When you looked at the magazine cover, it was magnificent.

Under soaring high-arched ceilings, stately yet subdued chestnut-hued Corinthian columns rise from the exquisitely polished floor. Acting as the mythical Atlas, the columns proudly bear (and strain a bit) the ornately carved and railed second floor. And all around are impossibly tall shelves of books. Thousands and thousands of books. As one peers down the central corridor that separates the columned, railed mirror images of bookshelves, you see the busts of great minds (Plato, Cicero, Samuel Johnson, I am sure) standing sentinel over the room’s riches.

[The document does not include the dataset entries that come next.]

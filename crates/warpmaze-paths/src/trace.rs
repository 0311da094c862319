//! Observation hooks for a running search.

use warpmaze_core::Coord;

/// Callbacks invoked by [`PathRange::bfs_path_traced`](crate::PathRange::bfs_path_traced).
///
/// Every method has an empty default body, so an implementation only
/// overrides what it cares about.
pub trait SearchTrace {
    /// `at` was enqueued, reached from `from` (`None` for the root).
    fn on_enqueue(&mut self, _at: Coord, _from: Option<Coord>) {}

    /// `at` was popped from the frontier; `step` counts pops from 1.
    fn on_pop(&mut self, _at: Coord, _step: usize) {}

    /// The search terminated.
    fn on_finish(&mut self, _path: Option<&[Coord]>, _steps: usize) {}
}

/// A trace that ignores everything.
#[derive(Debug, Clone, Copy, Default)]
pub struct NoTrace;

impl SearchTrace for NoTrace {}

/// One recorded search event.
#[derive(Debug, Clone, PartialEq, Eq)]
#[cfg_attr(feature = "serde", derive(serde::Serialize, serde::Deserialize))]
pub enum TraceEvent {
    Enqueue { at: Coord, from: Option<Coord> },
    Pop { at: Coord, step: usize },
    Finish { found: bool, steps: usize },
}

/// A trace that stores every event, for tests and offline inspection.
#[derive(Debug, Clone, Default)]
pub struct RecordingTrace {
    pub events: Vec<TraceEvent>,
}

impl RecordingTrace {
    pub fn new() -> Self {
        Self::default()
    }

    /// Popped cells in pop order.
    pub fn pops(&self) -> Vec<Coord> {
        self.events
            .iter()
            .filter_map(|e| match e {
                TraceEvent::Pop { at, .. } => Some(*at),
                _ => None,
            })
            .collect()
    }
}

impl SearchTrace for RecordingTrace {
    fn on_enqueue(&mut self, at: Coord, from: Option<Coord>) {
        self.events.push(TraceEvent::Enqueue { at, from });
    }

    fn on_pop(&mut self, at: Coord, step: usize) {
        self.events.push(TraceEvent::Pop { at, step });
    }

    fn on_finish(&mut self, path: Option<&[Coord]>, steps: usize) {
        self.events.push(TraceEvent::Finish {
            found: path.is_some(),
            steps,
        });
    }
}

/// A trace that forwards events to the `log` facade at debug level.
#[derive(Debug, Clone, Copy, Default)]
pub struct LogTrace;

impl SearchTrace for LogTrace {
    fn on_enqueue(&mut self, at: Coord, from: Option<Coord>) {
        match from {
            Some(from) => log::debug!("enqueue {at} from {from}"),
            None => log::debug!("enqueue {at} (root)"),
        }
    }

    fn on_pop(&mut self, at: Coord, step: usize) {
        log::debug!("pop #{step} {at}");
    }

    fn on_finish(&mut self, path: Option<&[Coord]>, steps: usize) {
        match path {
            Some(p) => log::debug!("found path of {} cells after {steps} pops", p.len()),
            None => log::debug!("frontier exhausted after {steps} pops"),
        }
    }
}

This is The Long Room in the Old Library of Dublin’s Trinity College.

And, at once, I was in love.

I came across this picture on the cover of this week’s edition of The Weekly Standard. The editors had drawn me in, but now it was time for their kill shot: The Cultured Life by Joseph Epstein. A brilliant essayist reflecting on culture against a backdrop of an unparalleled library photograph?

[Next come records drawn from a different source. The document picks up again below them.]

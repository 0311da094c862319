//! Five-number summaries of step-count samples.

use std::fmt;

/// Minimum, quartiles and maximum of a sample.
///
/// Quartiles interpolate linearly between order statistics: the `p`
/// quantile of `n` sorted values sits at position `p * (n - 1)`.
#[derive(Debug, Clone, Copy, PartialEq)]
#[cfg_attr(feature = "serde", derive(serde::Serialize, serde::Deserialize))]
pub struct Summary {
    pub count: usize,
    pub min: f64,
    pub q1: f64,
    pub median: f64,
    pub q3: f64,
    pub max: f64,
}

impl Summary {
    /// Summarise `samples`. Returns `None` for an empty slice.
    pub fn from_samples(samples: &[usize]) -> Option<Self> {
        if samples.is_empty() {
            return None;
        }
        let mut sorted = samples.to_vec();
        sorted.sort_unstable();
        Some(Self {
            count: sorted.len(),
            min: sorted[0] as f64,
            q1: quantile(&sorted, 0.25),
            median: quantile(&sorted, 0.5),
            q3: quantile(&sorted, 0.75),
            max: sorted[sorted.len() - 1] as f64,
        })
    }
}

/// Linear-interpolated quantile of a non-empty sorted slice.
fn quantile(sorted: &[usize], p: f64) -> f64 {
    let pos = p * (sorted.len() - 1) as f64;
    let lo = pos.floor() as usize;
    let hi = pos.ceil() as usize;
    let frac = pos - lo as f64;
    sorted[lo] as f64 + (sorted[hi] as f64 - sorted[lo] as f64) * frac
}

impl fmt::Display for Summary {
    fn fmt(&self, f: &mut fmt::Formatter<'_>) -> fmt::Result {
        write!(
            f,
            "min {:.1}  q1 {:.1}  median {:.1}  q3 {:.1}  max {:.1}",
            self.min, self.q1, self.median, self.q3, self.max
        )
    }
}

Pow. I was bagged and soon to be prepared for supper.

Now to be sure, The Weekly Standard is a conservative (if not neoconservative) magazine that fits neatly into the realm of The National Review with writing (especially book reviews and essays) that also borrows from the thoughtful pages of The New Criterion. However, as I began to dip my toes into Mr. Epstein’s piece, I worried that I might be a bit disappointed.

But I wasn’t.

The Cultured Life asks the question about the value of “high culture”. Now, admittedly, when I saw “high culture”, my hopes shrank. Was this essay soon to become a haughty judgment that I went to the wrong schools, read the wrong books and, hence, lead the wrong life?

No.

Although Mr. Epstein starts with quizzing his students on names such as Sergei Diaghilev, Francis Poulenc, Alexander Herzen and George Balanchine (I only knew two) and quoting Matthew Arnold (whom I have a bit of a grudge against for his shallow criticisms of my hero, G.K. Chesterton), his essay soon spurred me to thinking.

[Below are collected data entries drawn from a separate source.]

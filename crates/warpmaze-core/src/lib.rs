//! **warpmaze-core** — grid and maze types for teleport-link maze search.
//!
//! This crate provides the foundational types used across the *warpmaze*
//! workspace: [`Coord`] and [`Bounds`] geometry, an immutable [`Grid`] of
//! open and wall cells, and the [`Maze`] wrapper that adds the two
//! distinguished endpoints.

pub mod geom;
pub mod grid;
pub mod render;

pub use geom::{Bounds, BoundsIter, Coord};
pub use grid::{Cell, Grid, GridError, Maze};
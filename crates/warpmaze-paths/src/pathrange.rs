use std::collections::VecDeque;

use warpmaze_core::{Bounds, Coord};

/// Parent sentinel for search roots and unvisited cells.
pub(crate) const NO_PARENT: usize = usize::MAX;

// ---------------------------------------------------------------------------
// PathRange
// ---------------------------------------------------------------------------

/// Central coordinator for searches on a maze of fixed bounds.
///
/// `PathRange` owns the frontier queue, the visited marks and the
/// predecessor table so that repeated queries incur no allocations after
/// the first use. The visited marks and the predecessor table are kept
/// apart: [`visited`](Self::visited) answers membership for the last BFS,
/// [`parent_of`](Self::parent_of) answers path reconstruction.
pub struct PathRange {
    pub(crate) bounds: Bounds,
    // BFS state. A cell is visited iff its stamp equals `generation`.
    pub(crate) generation: u32,
    pub(crate) stamps: Vec<u32>,
    pub(crate) parents: Vec<usize>,
    pub(crate) queue: VecDeque<usize>,
    // Reachability flood-fill state
    pub(crate) reach_marks: Vec<bool>,
    pub(crate) reach_stack: Vec<usize>,
    // shared scratch buffer for neighbor queries
    pub(crate) nbuf: Vec<Coord>,
}

impl PathRange {
    /// Create a new `PathRange` for the given bounds.
    pub fn new(bounds: Bounds) -> Self {
        let len = bounds.len();
        Self {
            bounds,
            generation: 0,
            stamps: vec![0; len],
            parents: vec![NO_PARENT; len],
            queue: VecDeque::new(),
            reach_marks: vec![false; len],
            reach_stack: Vec::new(),
            nbuf: Vec::with_capacity(4),
        }
    }

    /// Replace the bounds, reallocating only when the new bounds do not fit
    /// in the existing buffers. The previous search's results are dropped
    /// either way.
    pub fn set_bounds(&mut self, bounds: Bounds) {
        let new_len = bounds.len();
        self.bounds = bounds;
        if new_len <= self.stamps.len() {
            self.next_generation();
            return;
        }
        self.generation = 0;
        self.stamps.clear();
        self.stamps.resize(new_len, 0);
        self.parents.clear();
        self.parents.resize(new_len, NO_PARENT);
        self.reach_marks.clear();
        self.reach_marks.resize(new_len, false);
        self.queue.clear();
        self.reach_stack.clear();
    }

    /// The bounds being searched.
    #[inline]
    pub fn bounds(&self) -> Bounds {
        self.bounds
    }

    /// Whether `c` was visited by the last BFS.
    pub fn visited(&self, c: Coord) -> bool {
        match self.idx(c) {
            Some(i) => self.generation != 0 && self.stamps[i] == self.generation,
            None => false,
        }
    }

    /// Predecessor of `c` recorded by the last BFS.
    ///
    /// `None` for the search root and for cells that were not visited.
    pub fn parent_of(&self, c: Coord) -> Option<Coord> {
        if !self.visited(c) {
            return None;
        }
        let i = self.idx(c)?;
        match self.parents[i] {
            NO_PARENT => None,
            p => Some(self.coord(p)),
        }
    }

    /// Start a new BFS generation, invalidating every previous mark.
    pub(crate) fn next_generation(&mut self) -> u32 {
        self.generation = self.generation.wrapping_add(1);
        if self.generation == 0 {
            // Stamps from 2^32 searches ago would look fresh again.
            self.stamps.iter_mut().for_each(|s| *s = 0);
            self.generation = 1;
        }
        self.generation
    }

    // -----------------------------------------------------------------------
    // Coordinate helpers
    // -----------------------------------------------------------------------

    /// Convert a `Coord` to a flat index. Returns `None` if out of bounds.
    #[inline]
    pub(crate) fn idx(&self, c: Coord) -> Option<usize> {
        self.bounds.index(c)
    }

    /// Convert a flat index back to a `Coord`.
    #[inline]
    pub(crate) fn coord(&self, idx: usize) -> Coord {
        self.bounds.coord(idx)
    }
}

#[cfg(test)]
mod tests {
    use super::*;

    #[test]
    fn set_bounds_smaller_preserves_capacity() {
        let mut pr = PathRange::new(Bounds::new(20, 20));
        let cap = pr.stamps.len();

        let small = Bounds::new(5, 5);
        pr.set_bounds(small);
        assert_eq!(pr.bounds(), small);
        assert_eq!(pr.stamps.len(), cap);
        assert_eq!(pr.generation, 1);
    }

    #[test]
    fn set_bounds_larger_reallocates() {
        let mut pr = PathRange::new(Bounds::new(5, 5));
        pr.set_bounds(Bounds::new(20, 20));
        assert_eq!(pr.stamps.len(), 400);
        assert_eq!(pr.parents.len(), 400);
        assert_eq!(pr.reach_marks.len(), 400);
    }

    #[test]
    fn fresh_range_has_nothing_visited() {
        let pr = PathRange::new(Bounds::new(3, 3));
        assert!(!pr.visited(Coord::new(0, 0)));
        assert_eq!(pr.parent_of(Coord::new(1, 1)), None);
        assert!(!pr.visited(Coord::new(-1, 0)));
    }

    #[test]
    fn generation_wrap_clears_stamps() {
        let mut pr = PathRange::new(Bounds::new(2, 2));
        pr.generation = u32::MAX;
        pr.stamps[0] = 1;
        assert_eq!(pr.next_generation(), 1);
        assert!(pr.stamps.iter().all(|&s| s == 0));
    }
}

  1. The study of culture matters because it focuses intently on what is True, Good and Beautiful. If the notion of culture (and its worldly trappings) devolves to pedigree, schooling, and status, then it is a false notion – a twisted, mocking deformity of a once noble thing. Mr. Epstein writes about his unlikely journey to the University of Chicago. Raised by parents who never went to college, he noted what a keen sense they had about people and the operations of the world. And Mr. Epstein was pleasantly surprised that, likewise, the intellectuals at his school (remember, this was in the 1950s) valued, more than where one was from, how much money one had and who one knew, “what one knew, and how deeply and subtly one knew it.”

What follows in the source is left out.